This photo in the Daily Mail is accompanied by the tragic story of twins who have suffered from anorexia for twenty years. It’s a disturbing story that touches on sibling rivalry, parental enabling, and the failure of all mechanisms to heal the victims of our culture’s obsession with beauty.
If you read the story, you’ll notice images on the right-hand side of the page, mostly celebrities chosen by the Daily Mail to ridicule for their weight gain, plastic surgery or cankles. The message is clear: There is no escape from the search for physical perfection. No escape and no winning either.
A couple of weeks ago, I went to a photography exhibit called Beauty and Culture that examines the many ways that images work to influence our concept of beauty. The exhibit featured a short documentary that was truly devastating. Five year old beauty queens, cancer survivors, ancient women still trying to look young, and a history of evolving thinness in fashion models…it leaves you sickened by the shit we go through to measure up to a stupid restrictive ideal of beauty.
The documentary points out that only 2 percent of women are built like fashion models. Why do these models have so much power over us?!
You know the “It Gets Better” campaign for gays? We also need a campaign for women that says:YOU LOOK FINE! Maybe if we were reminded 100 times a day that we are okay as we are, we could forget about the size of our butts.
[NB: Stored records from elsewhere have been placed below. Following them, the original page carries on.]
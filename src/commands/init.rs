//! `rollout init`

use anyhow::{bail, Result};
use rollout::infrastructure::DescriptorTemplate;
use rollout::presentation::factory::create_cipher;

use super::encrypt::read_secret;
use super::{CommandContext, GlobalFlags};
use crate::ui::json;
use crate::ui::primitives::icon::Icon;
use crate::ui::primitives::text::ColoredText;

/// Arguments of `rollout init`
#[derive(Debug, Clone, Default)]
pub struct InitArgs {
    pub env: String,
    pub host: String,
    pub user: String,
    pub path: Option<String>,
    pub app: Option<String>,
    pub password_stdin: bool,
    pub force: bool,
}

pub fn cmd_init(flags: GlobalFlags, args: InitArgs) -> Result<()> {
    let ctx = CommandContext::load(flags)?;

    let app_name = match args.app {
        Some(app) if !app.trim().is_empty() => app,
        _ => ctx
            .project_root
            .file_name()
            .map(|n| n.to_string_lossy().into_owned())
            .unwrap_or_else(|| "app".to_string()),
    };

    let encrypted_password = if args.password_stdin {
        let secret = read_secret(&mut std::io::stdin().lock())?;
        if secret.is_empty() {
            bail!("--password-stdin was given but stdin was empty");
        }
        create_cipher().encrypt(&secret)?
    } else {
        String::new()
    };
    let has_password = !encrypted_password.is_empty();

    let template = DescriptorTemplate {
        environment: args.env,
        host: args.host,
        user: args.user,
        path: args.path,
        app_name,
        encrypted_password,
    };
    let path = ctx.repository().init(&template, args.force)?;

    if ctx.ui.json {
        json::emit(serde_json::json!({
            "event": "created",
            "command": "init",
            "environment": template.environment,
            "path": path.display().to_string(),
            "encrypted_password": has_password,
        }));
        return Ok(());
    }

    let (color, unicode) = (ctx.ui.color, ctx.ui.unicode);
    println!(
        "{} Created {}",
        Icon::Success.colored(color, unicode),
        ColoredText::plain(path.display().to_string())
            .bold()
            .render(color)
    );
    if has_password {
        println!(
            "{} Password stored encrypted for this machine and user",
            Icon::Lock.colored(color, unicode)
        );
    }
    if template.host.is_empty() || template.user.is_empty() {
        println!(
            "{} {}",
            Icon::Arrow.colored(color, unicode),
            ColoredText::dim("Fill in server.host and server.user before deploying").render(color)
        );
    }
    Ok(())
}
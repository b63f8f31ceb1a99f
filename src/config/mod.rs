//! Configuration module for Rollout
//!
//! Configuration hierarchy:
//! 1. CLI flags (highest priority)
//! 2. Environment variables (ROLLOUT_*)
//! 3. Project config (.rollout/config.toml)
//! 4. User config (~/.config/rollout/config.toml)
//! 5. Built-in defaults (lowest priority)
//!
//! Deployment targets live in descriptor files, not here; see
//! `infrastructure::repositories`.

mod loader;
#[cfg(test)]
mod tests;
mod types;

pub use loader::{apply_env_overrides, ConfigWarning, PROJECT_CONFIG, USER_CONFIG};
pub use types::{BuildConfig, ColorMode, Config, ConnectionConfig, OutputConfig, TransferConfig};
//! Dependency Differ
//!
//! Compares the local lock file fingerprint with the marker recorded on the
//! remote host. The marker is the only remote state this use case touches:
//! it is dropped before an install and rewritten by the pipeline once the
//! install has succeeded.

use std::path::Path;

use tracing::debug;

use crate::application::build::fingerprint_manifest;
use crate::domain::entities::{CommandPipeline, DeploymentDescriptor, StepKind};
use crate::domain::ports::RemoteSession;
use crate::domain::services::dependency_diff::{
    marker_write_command, read_marker_command, runtime_files_command,
};
use crate::domain::value_objects::Fingerprint;
use crate::error::{RolloutError, RolloutResult};

/// Dependency diff use case
#[derive(Debug, Default, Clone, Copy)]
pub struct DependencyDiffer;

impl DependencyDiffer {
    pub fn new() -> Self {
        Self
    }

    /// Content fingerprint of a local manifest; `None` if it is missing
    pub fn fingerprint(&self, manifest: &Path) -> RolloutResult<Option<Fingerprint>> {
        fingerprint_manifest(manifest)
    }

    /// Digest recorded on the remote host, if any
    pub fn remote_digest(
        &self,
        descriptor: &DeploymentDescriptor,
        session: &mut dyn RemoteSession,
    ) -> RolloutResult<Option<Fingerprint>> {
        let output = session.capture(&read_marker_command(descriptor))?;
        let digest = Fingerprint::parse_marker(&output.stdout);
        debug!(found = digest.is_some(), "remote dependency marker");
        Ok(digest)
    }

    pub fn should_install(&self, local: Option<&Fingerprint>, remote: Option<&Fingerprint>) -> bool {
        crate::domain::services::should_install(local, remote)
    }

    /// Write the runtime env file; drop the marker when an install follows
    ///
    /// Call only once the artifact has been placed.
    pub fn write_runtime_files(
        &self,
        descriptor: &DeploymentDescriptor,
        session: &mut dyn RemoteSession,
        install: bool,
    ) -> RolloutResult<()> {
        let output = session.capture(&runtime_files_command(descriptor, install))?;
        if !output.success() {
            return Err(RolloutError::RemoteCommand { code: output.code });
        }
        Ok(())
    }

    /// Append the marker write behind the install steps of `pipeline`
    ///
    /// Returns whether a marker step was added; without a local digest or
    /// an install step there is nothing to record.
    pub fn record_in_pipeline(
        &self,
        pipeline: &mut CommandPipeline,
        descriptor: &DeploymentDescriptor,
        local: Option<&Fingerprint>,
    ) -> bool {
        let Some(digest) = local else {
            return false;
        };
        pipeline.insert_after(
            StepKind::Rebuild,
            StepKind::RecordMarker,
            marker_write_command(descriptor, digest),
        )
    }
}
pub mod r#box;
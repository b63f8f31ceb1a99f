use rollout::application::ProcessInfo;

use crate::ui::primitives::text::ColoredText;

const HEADERS: [&str; 5] = ["ID", "NAME", "STATUS", "CPU", "MEMORY"];

pub fn render_process_table(processes: &[ProcessInfo], supports_color: bool) -> String {
    if processes.is_empty() {
        return format!(
            "{}\n",
            ColoredText::dim("No processes are managed by pm2 on this host.").render(supports_color)
        );
    }

    let rows: Vec<[String; 5]> = processes
        .iter()
        .map(|p| {
            [
                p.id.to_string(),
                p.name.clone(),
                p.status.clone(),
                format!("{:.1}%", p.cpu),
                format_bytes(p.memory),
            ]
        })
        .collect();

    let mut widths = HEADERS.map(str::len);
    for row in &rows {
        for (w, cell) in widths.iter_mut().zip(row) {
            *w = (*w).max(cell.chars().count());
        }
    }

    let mut out = String::new();
    let header: Vec<String> = HEADERS
        .iter()
        .zip(widths)
        .map(|(h, w)| format!("{:<w$}", h, w = w))
        .collect();
    out.push_str(
        &ColoredText::plain(header.join("  ").trim_end())
            .bold()
            .render(supports_color),
    );
    out.push('\n');

    for (row, process) in rows.iter().zip(processes) {
        let cells: Vec<String> = row
            .iter()
            .zip(widths)
            .enumerate()
            .map(|(i, (cell, w))| {
                let padded = format!("{:<w$}", cell, w = w);
                if i == 2 {
                    status_text(&process.status, padded).render(supports_color)
                } else {
                    padded
                }
            })
            .collect();
        out.push_str(cells.join("  ").trim_end());
        out.push('\n');
    }
    out
}

fn status_text(status: &str, padded: String) -> ColoredText {
    match status {
        "online" => ColoredText::success(padded),
        "stopped" | "stopping" => ColoredText::warning(padded),
        "errored" => ColoredText::error(padded),
        _ => ColoredText::plain(padded),
    }
}

fn format_bytes(bytes: u64) -> String {
    const MB: f64 = 1024.0 * 1024.0;
    if bytes == 0 {
        return "0".to_string();
    }
    format!("{:.1}mb", bytes as f64 / MB)
}
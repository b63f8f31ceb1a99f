//! Domain Services
//!
//! Pure deployment rules. No process spawning, no network.

pub mod ansi;
pub mod composer;
pub mod dependency_diff;
pub mod shell;
pub mod transfer_rules;

pub use composer::{compose, service_action, ServiceAction};
pub use dependency_diff::{should_install, ENV_FILE, MARKER_FILE};
pub use transfer_rules::{select_strategy, ArchiveLayout, ToolAvailability};
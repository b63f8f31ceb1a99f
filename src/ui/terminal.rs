use is_terminal::IsTerminal;

#[derive(Debug, Clone, Copy, PartialEq, Eq)]
pub struct TerminalCapabilities {
    pub supports_color: bool,
    pub supports_unicode: bool,
    pub is_ci: bool,
}

pub fn detect_capabilities() -> TerminalCapabilities {
    detect_capabilities_impl(
        |key| std::env::var(key).ok(),
        std::io::stdout().is_terminal(),
    )
}

fn detect_capabilities_impl(
    get_env: impl Fn(&str) -> Option<String>,
    is_tty: bool,
) -> TerminalCapabilities {
    let term = get_env("TERM").unwrap_or_default();
    let term_is_dumb = term.eq_ignore_ascii_case("dumb");

    let no_color = get_env("NO_COLOR").is_some();
    let is_ci = is_ci_env(&get_env);

    let supports_color = is_tty && !term_is_dumb && !no_color;
    let supports_unicode = !term_is_dumb && unicode_locale(&get_env);

    TerminalCapabilities {
        supports_color,
        supports_unicode,
        is_ci,
    }
}

fn is_ci_env(get_env: &impl Fn(&str) -> Option<String>) -> bool {
    const KEYS: &[&str] = &[
        "CI",
        "GITHUB_ACTIONS",
        "GITLAB_CI",
        "JENKINS_HOME",
        "BUILDKITE",
        "CIRCLECI",
    ];

    KEYS.iter().any(|k| get_env(k).is_some())
}

fn unicode_locale(get_env: &impl Fn(&str) -> Option<String>) -> bool {
    const KEYS: &[&str] = &["LC_ALL", "LC_CTYPE", "LANG"];
    for k in KEYS {
        if let Some(val) = get_env(k) {
            let v = val.to_lowercase();
            if v.contains("utf-8") || v.contains("utf8") {
                return true;
            }
            if v == "c" || v == "posix" {
                return false;
            }
        }
    }

    // Default to true on modern systems unless explicitly "dumb".
    true
}
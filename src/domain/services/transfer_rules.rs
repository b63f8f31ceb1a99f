//! Transfer Rules
//!
//! Strategy selection and the remote commands for archive transfer.
//! Archive placement is stage-then-swap: the bundle is extracted into a
//! fresh staging directory, and existing entries are only moved aside and
//! removed after their replacement has been extracted.

use crate::domain::services::shell::{join_remote, quote_path};
use crate::domain::value_objects::TransferStrategyKind;

/// Local tools that influence strategy selection
#[derive(Debug, Clone, Copy, PartialEq, Eq, Default)]
pub struct ToolAvailability {
    /// Delta-sync tool (rsync)
    pub delta_sync: bool,
    /// Credential injection helper (sshpass)
    pub credential_helper: bool,
}

/// Pick the transfer strategy
///
/// Delta-sync needs the sync tool, and when a password is set it also
/// needs the credential helper. `prefer_delta = false` forces archive.
pub fn select_strategy(
    tools: ToolAvailability,
    has_password: bool,
    prefer_delta: bool,
) -> TransferStrategyKind {
    let credentials_ok = !has_password || tools.credential_helper;
    if prefer_delta && tools.delta_sync && credentials_ok {
        TransferStrategyKind::DeltaSync
    } else {
        TransferStrategyKind::Archive
    }
}

/// Remote layout for one archive transfer
#[derive(Debug, Clone, PartialEq, Eq)]
pub struct ArchiveLayout {
    pub remote_path: String,
    /// Uploaded bundle path
    pub bundle: String,
    /// Fresh extraction directory
    pub staging: String,
    /// Where replaced entries are parked until the swap completes
    pub previous: String,
}

impl ArchiveLayout {
    /// Layout keyed by a unique run stamp
    pub fn new(remote_path: &str, stamp: &str) -> Self {
        Self {
            remote_path: remote_path.to_string(),
            bundle: join_remote(remote_path, &format!("rollout-{}.tar.gz", stamp)),
            staging: join_remote(remote_path, &format!(".rollout-staging-{}", stamp)),
            previous: join_remote(remote_path, &format!(".rollout-previous-{}", stamp)),
        }
    }

    /// Remote command that makes sure the target directory exists
    pub fn prepare_command(&self) -> String {
        format!("mkdir -p {}", quote_path(&self.remote_path))
    }

    /// Extract the bundle into staging; the bundle is removed only after
    /// extraction succeeded
    pub fn stage_command(&self) -> String {
        let staging = quote_path(&self.staging);
        format!(
            "mkdir -p {staging} && tar -xzf {bundle} -C {staging} && rm -f {bundle}",
            staging = staging,
            bundle = quote_path(&self.bundle),
        )
    }

    /// Swap staged entries into place, then drop what they replaced
    pub fn swap_command(&self, entries: &[String]) -> String {
        let previous = quote_path(&self.previous);
        let mut parts = vec![format!("mkdir -p {}", previous)];
        for entry in entries {
            let live = quote_path(&join_remote(&self.remote_path, entry));
            let parked = quote_path(&join_remote(&self.previous, entry));
            let staged = quote_path(&join_remote(&self.staging, entry));
            parts.push(format!(
                "{{ [ ! -e {live} ] || mv {live} {parked}; }}",
                live = live,
                parked = parked
            ));
            parts.push(format!("mv {} {}", staged, live));
        }
        parts.push(format!(
            "rm -rf {} {}",
            previous,
            quote_path(&self.staging)
        ));
        parts.join(" && ")
    }
}
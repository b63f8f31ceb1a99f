//! SSH Connector
//!
//! Establishes a multiplexed OpenSSH master connection. Later commands,
//! rsync and scp all ride on its control socket, so authentication happens
//! once per run.

use std::fs::File;
use std::io::{Read, Seek, SeekFrom};
use std::process::{Command, Stdio};

use tracing::{debug, warn};
use wait_timeout::ChildExt;

use crate::domain::entities::DeploymentDescriptor;
use crate::domain::ports::{Connector, RemoteSession};
use crate::domain::services::ansi::sanitize;
use crate::domain::value_objects::Secret;
use crate::error::{RolloutError, RolloutResult};
use crate::infrastructure::process::SystemCommandRunner;

use super::options::SshSettings;
use super::session::SshSession;

/// Credential helper that feeds the password from `SSHPASS`
pub const CREDENTIAL_HELPER: &str = "sshpass";

/// Connector backed by the system `ssh` client
#[derive(Debug, Clone, Default)]
pub struct SshConnector {
    settings: SshSettings,
}

impl SshConnector {
    pub fn new(settings: SshSettings) -> Self {
        Self { settings }
    }

    /// Build the master command; wraps it in the credential helper when a
    /// password is set and the helper exists
    fn master_command(
        &self,
        descriptor: &DeploymentDescriptor,
        password: &Secret,
        control_path: &std::path::Path,
        client_args: &[String],
    ) -> Command {
        let use_helper =
            !password.is_empty() && SystemCommandRunner::check_available(CREDENTIAL_HELPER);
        if !password.is_empty() && !use_helper {
            warn!("sshpass not found; ssh will prompt for the password");
        }

        let mut cmd = if use_helper {
            let mut cmd = Command::new(CREDENTIAL_HELPER);
            cmd.arg("-e").arg("ssh").env("SSHPASS", password.expose());
            cmd
        } else {
            Command::new("ssh")
        };

        cmd.arg("-M")
            .arg("-S")
            .arg(control_path)
            .arg("-o")
            .arg("ControlPersist=yes")
            .arg("-p")
            .arg(descriptor.server.port.to_string())
            .args(client_args)
            .arg("-N")
            .arg("-f")
            .arg(descriptor.server.destination());
        cmd
    }
}

impl Connector for SshConnector {
    fn connect(
        &self,
        descriptor: &DeploymentDescriptor,
        password: &Secret,
    ) -> RolloutResult<Box<dyn RemoteSession>> {
        let destination = descriptor.server.destination();
        let connection_error = |message: String| RolloutError::Connection {
            destination: destination.clone(),
            message,
        };

        let control_dir = tempfile::Builder::new()
            .prefix("rollout-ssh-")
            .tempdir()?;
        let control_path = control_dir.path().join("ctl");
        let client_args = self
            .settings
            .client_args(descriptor, !password.is_empty());

        // The backgrounded master keeps inherited pipes open, so errors go
        // to a file that can be read without waiting for EOF.
        let mut errors = tempfile::tempfile()?;
        let mut cmd = self.master_command(descriptor, password, &control_path, &client_args);
        cmd.stdin(Stdio::inherit())
            .stdout(Stdio::null())
            .stderr(Stdio::from(errors.try_clone()?));

        debug!(%destination, port = descriptor.server.port, "opening ssh master");
        let mut child = cmd
            .spawn()
            .map_err(|e| connection_error(format!("could not start ssh: {}", e)))?;

        match child.wait_timeout(self.settings.connect_timeout)? {
            Some(status) if status.success() => {
                debug!(%destination, "ssh master established");
                Ok(Box::new(SshSession::new(
                    destination.clone(),
                    descriptor.server.port,
                    control_dir,
                    control_path,
                    client_args,
                    password.clone(),
                )))
            }
            Some(status) => {
                let detail = read_errors(&mut errors);
                Err(connection_error(if detail.is_empty() {
                    format!("ssh exited with status {}", status.code().unwrap_or(-1))
                } else {
                    detail
                }))
            }
            None => {
                let _ = child.kill();
                let _ = child.wait();
                Err(connection_error(format!(
                    "timed out after {} seconds",
                    self.settings.connect_timeout.as_secs()
                )))
            }
        }
    }
}

/// Last non-empty stderr line of the master process
fn read_errors(file: &mut File) -> String {
    let mut raw = String::new();
    if file.seek(SeekFrom::Start(0)).is_err() || file.read_to_string(&mut raw).is_err() {
        return String::new();
    }
    raw.lines()
        .map(sanitize)
        .filter(|l| !l.trim().is_empty())
        .last()
        .unwrap_or_default()
}

#[cfg(test)]
mod tests {
    use super::*;
    use crate::domain::entities::ServerTarget;
    use std::io::Write;
    use std::path::Path;

    #[test]
    fn read_errors_returns_last_meaningful_line() {
        let mut file = tempfile::tempfile().unwrap();
        writeln!(file, "Warning: Permanently added 'h' to known hosts.").unwrap();
        writeln!(file, "deploy@h: Permission denied (publickey).").unwrap();
        writeln!(file).unwrap();
        assert_eq!(
            read_errors(&mut file),
            "deploy@h: Permission denied (publickey)."
        );
    }

    #[test]
    fn master_command_without_password_uses_plain_ssh() {
        let descriptor = DeploymentDescriptor::new(ServerTarget::new("h", "u"), "/srv", "app");
        let connector = SshConnector::default();
        let cmd = connector.master_command(&descriptor, &Secret::empty(), Path::new("/tmp/c"), &[]);
        assert_eq!(cmd.get_program(), "ssh");
        let args: Vec<_> = cmd
            .get_args()
            .map(|a| a.to_string_lossy().into_owned())
            .collect();
        assert_eq!(args.first().map(String::as_str), Some("-M"));
        assert_eq!(args.last().map(String::as_str), Some("u@h"));
        assert!(args.contains(&"ControlPersist=yes".to_string()));
    }
}
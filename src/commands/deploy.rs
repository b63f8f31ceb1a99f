//! `rollout deploy`

use std::sync::Arc;

use anyhow::Result;
use rollout::domain::ports::DeployEventSink;
use rollout::infrastructure::{JsonEventSink, RunLock};
use rollout::presentation::{create_orchestrator, TargetArgs};
use rollout::{DeployOptions, RolloutError};
use tracing::debug;

use super::{CommandContext, GlobalFlags, Reported};
use crate::ui::console_sink::ConsoleEventSink;
use crate::ui::views::deploy::render_deploy_summary;

pub fn cmd_deploy(flags: GlobalFlags, target: &TargetArgs, skip_post: bool) -> Result<()> {
    let ctx = CommandContext::load(flags)?;
    let descriptor = ctx.descriptor(target)?;

    let lock = RunLock::acquire(&ctx.project_root)?;
    debug!(lock = %lock.path().display(), "holding project lock");

    let sink: Arc<dyn DeployEventSink> = if ctx.ui.json {
        Arc::new(JsonEventSink::stdout())
    } else {
        Arc::new(ConsoleEventSink::stdout(&ctx.ui))
    };

    let options = DeployOptions::new(&ctx.project_root).with_post_commands(!skip_post);
    let orchestrator = create_orchestrator(&ctx.config);
    let report = orchestrator
        .execute(&descriptor, &options, sink)
        .map_err(|err| match err {
            // Refused before the run started; nothing was rendered yet
            RolloutError::RunInProgress => anyhow::Error::from(err),
            other => Reported(other).into(),
        })?;

    if !ctx.ui.json {
        print!(
            "\n{}",
            render_deploy_summary(&report, ctx.ui.color, ctx.ui.unicode)
        );
    }
    Ok(())
}
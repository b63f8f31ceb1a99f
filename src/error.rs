//! Error types for Rollout
//!
//! Uses `thiserror` for library errors; the binary wraps them in `anyhow`.

use std::path::PathBuf;
use thiserror::Error;

/// Result type alias for Rollout operations
pub type RolloutResult<T> = Result<T, RolloutError>;

/// Main error type for Rollout operations
#[derive(Error, Debug)]
pub enum RolloutError {
    /// Remote session could not be established (auth or network)
    #[error("connection to {destination} failed: {message}")]
    Connection {
        destination: String,
        message: String,
    },

    /// Build finished but none of the conventional output directories exist
    #[error("build produced no artifact directory (looked for {})", candidates.join(", "))]
    ArtifactNotFound { candidates: Vec<String> },

    /// A local build step exited non-zero or could not be spawned
    #[error("build step '{step}' failed: {message}")]
    Build { step: String, message: String },

    /// Sync or archive transfer failed and no fallback remains
    #[error("{strategy} transfer failed: {message}")]
    Transfer {
        strategy: &'static str,
        message: String,
    },

    /// The composed remote pipeline exited non-zero
    #[error("remote pipeline exited with status {code}")]
    RemoteCommand { code: i32 },

    /// Stored secret could not be decrypted on this machine
    #[error("stored credential could not be decrypted for this machine and user")]
    Credential,

    /// The orchestrator is already executing a run
    #[error("a deployment is already running")]
    RunInProgress,

    /// No descriptor file found in the project
    #[error("no deployment descriptor found in {dir} (run `rollout init`)")]
    DescriptorNotFound { dir: PathBuf },

    /// Several descriptor files exist and none was selected
    #[error("several deployment descriptors found ({}); pick one with --env", names.join(", "))]
    AmbiguousDescriptor { names: Vec<String> },

    /// Descriptor exists but is missing required fields
    #[error("invalid deployment descriptor {file}: {message}")]
    InvalidDescriptor { file: PathBuf, message: String },

    /// Tool configuration could not be parsed
    #[error("invalid configuration in {file}: {message}")]
    Config { file: PathBuf, message: String },

    /// IO error
    #[error("IO error: {0}")]
    Io(#[from] std::io::Error),

    /// JSON error
    #[error("JSON error: {0}")]
    Json(#[from] serde_json::Error),
}

impl RolloutError {
    /// Short machine-readable kind, used by the JSON event stream
    pub fn kind(&self) -> &'static str {
        match self {
            Self::Connection { .. } => "connection",
            Self::ArtifactNotFound { .. } => "artifact_not_found",
            Self::Build { .. } => "build",
            Self::Transfer { .. } => "transfer",
            Self::RemoteCommand { .. } => "remote_command",
            Self::Credential => "credential",
            Self::RunInProgress => "run_in_progress",
            Self::DescriptorNotFound { .. } => "descriptor_not_found",
            Self::AmbiguousDescriptor { .. } => "ambiguous_descriptor",
            Self::InvalidDescriptor { .. } => "invalid_descriptor",
            Self::Config { .. } => "config",
            Self::Io(_) => "io",
            Self::Json(_) => "json",
        }
    }
}

#[cfg(test)]
mod tests {
    use super::*;

    #[test]
    fn test_error_display_artifact_not_found() {
        let err = RolloutError::ArtifactNotFound {
            candidates: vec![".output".to_string(), ".nuxt".to_string()],
        };
        assert_eq!(
            err.to_string(),
            "build produced no artifact directory (looked for .output, .nuxt)"
        );
    }

    #[test]
    fn test_error_display_remote_command() {
        let err = RolloutError::RemoteCommand { code: 127 };
        assert_eq!(err.to_string(), "remote pipeline exited with status 127");
    }

    #[test]
    fn test_error_display_ambiguous_descriptor() {
        let err = RolloutError::AmbiguousDescriptor {
            names: vec!["production".to_string(), "staging".to_string()],
        };
        assert_eq!(
            err.to_string(),
            "several deployment descriptors found (production, staging); pick one with --env"
        );
    }

    #[test]
    fn kind_is_stable_for_json_consumers() {
        assert_eq!(RolloutError::Credential.kind(), "credential");
        assert_eq!(RolloutError::RemoteCommand { code: 1 }.kind(), "remote_command");
    }
}
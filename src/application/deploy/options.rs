//! Deploy Options

use std::path::PathBuf;

/// Options for one deployment run
#[derive(Debug, Clone)]
pub struct DeployOptions {
    /// Local project root (where the build runs)
    pub project_root: PathBuf,
    /// Run the descriptor's post-deploy commands after success
    pub run_post_commands: bool,
}

impl DeployOptions {
    pub fn new(project_root: impl Into<PathBuf>) -> Self {
        Self {
            project_root: project_root.into(),
            run_post_commands: true,
        }
    }

    pub fn with_post_commands(mut self, enabled: bool) -> Self {
        self.run_post_commands = enabled;
        self
    }
}
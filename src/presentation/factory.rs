//! Use Case Factory
//!
//! Creates use cases with infrastructure dependencies wired up.
//! This is the dependency injection point for the application.

use std::sync::Arc;

use tracing::debug;

use crate::application::{
    BuildRunner, ConnectionManager, DependencyDiffer, DeploymentOrchestrator, TransferPlanner,
};
use crate::config::Config;
use crate::domain::ports::{CommandRunner, Connector, SecretCipher, TransferStrategy};
use crate::domain::services::ToolAvailability;
use crate::infrastructure::ssh::CREDENTIAL_HELPER;
use crate::infrastructure::{
    ArchiveTransfer, CredentialVault, RsyncTransfer, SshConnector, SshSettings,
    SystemCommandRunner,
};

/// Probe the local tools that steer strategy selection
pub fn probe_tools(runner: &dyn CommandRunner, delta: &dyn TransferStrategy) -> ToolAvailability {
    let tools = ToolAvailability {
        delta_sync: delta.is_available(),
        credential_helper: runner.is_available(CREDENTIAL_HELPER),
    };
    debug!(?tools, "local transfer tools");
    tools
}

/// SSH connector configured from `[connection]`
pub fn create_connector(config: &Config) -> Arc<dyn Connector> {
    let settings = SshSettings::default()
        .with_connect_timeout(config.connection.timeout())
        .with_strict_host_key_checking(config.connection.strict_host_key_checking.clone());
    Arc::new(SshConnector::new(settings))
}

/// Machine-bound credential vault
pub fn create_cipher() -> Arc<dyn SecretCipher> {
    Arc::new(CredentialVault::new())
}

/// Connection manager for read-only commands (`ps`, `logs`)
pub fn create_connection_manager(config: &Config) -> ConnectionManager {
    ConnectionManager::new(create_connector(config))
}

/// Create the deployment orchestrator with all dependencies wired up
pub fn create_orchestrator(config: &Config) -> DeploymentOrchestrator {
    let runner: Arc<dyn CommandRunner> = Arc::new(SystemCommandRunner::new());
    create_orchestrator_with(config, runner, create_connector(config), create_cipher())
}

/// Create the orchestrator around explicit ports
pub fn create_orchestrator_with(
    config: &Config,
    runner: Arc<dyn CommandRunner>,
    connector: Arc<dyn Connector>,
    cipher: Arc<dyn SecretCipher>,
) -> DeploymentOrchestrator {
    let delta: Arc<dyn TransferStrategy> = Arc::new(RsyncTransfer::new(Arc::clone(&runner)));
    let archive: Arc<dyn TransferStrategy> = Arc::new(
        ArchiveTransfer::new(Arc::clone(&runner))
            .with_compression_level(config.transfer.compression_level),
    );
    let tools = probe_tools(runner.as_ref(), delta.as_ref());

    let planner = TransferPlanner::new(vec![delta, archive], tools)
        .with_prefer_delta(config.transfer.prefer_delta);
    let build = BuildRunner::new(runner).with_package_manager(config.build.package_manager);

    DeploymentOrchestrator::new(
        build,
        ConnectionManager::new(connector),
        planner,
        DependencyDiffer::new(),
        cipher,
    )
}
When we left the exhibit, my friend and I looked for somewhere to have coffee. We found a Coffee Bean and Tea Leaf, where they display calorie counts with their pastries. Naturally, I freaked out and ordered a reduced-calorie muffin, because no matter what I know intellectually, deep down in my psyche I’m an unlovable fat pig.
I would like to thank Vogue, Glamour, the fashion industry and most of all my dad, who loved to drive around shouting “Look at the fat ass on that one!” I can relate to those poor emaciated twins, even though I’m a normal size. Accepting yourself can be a lifelong project.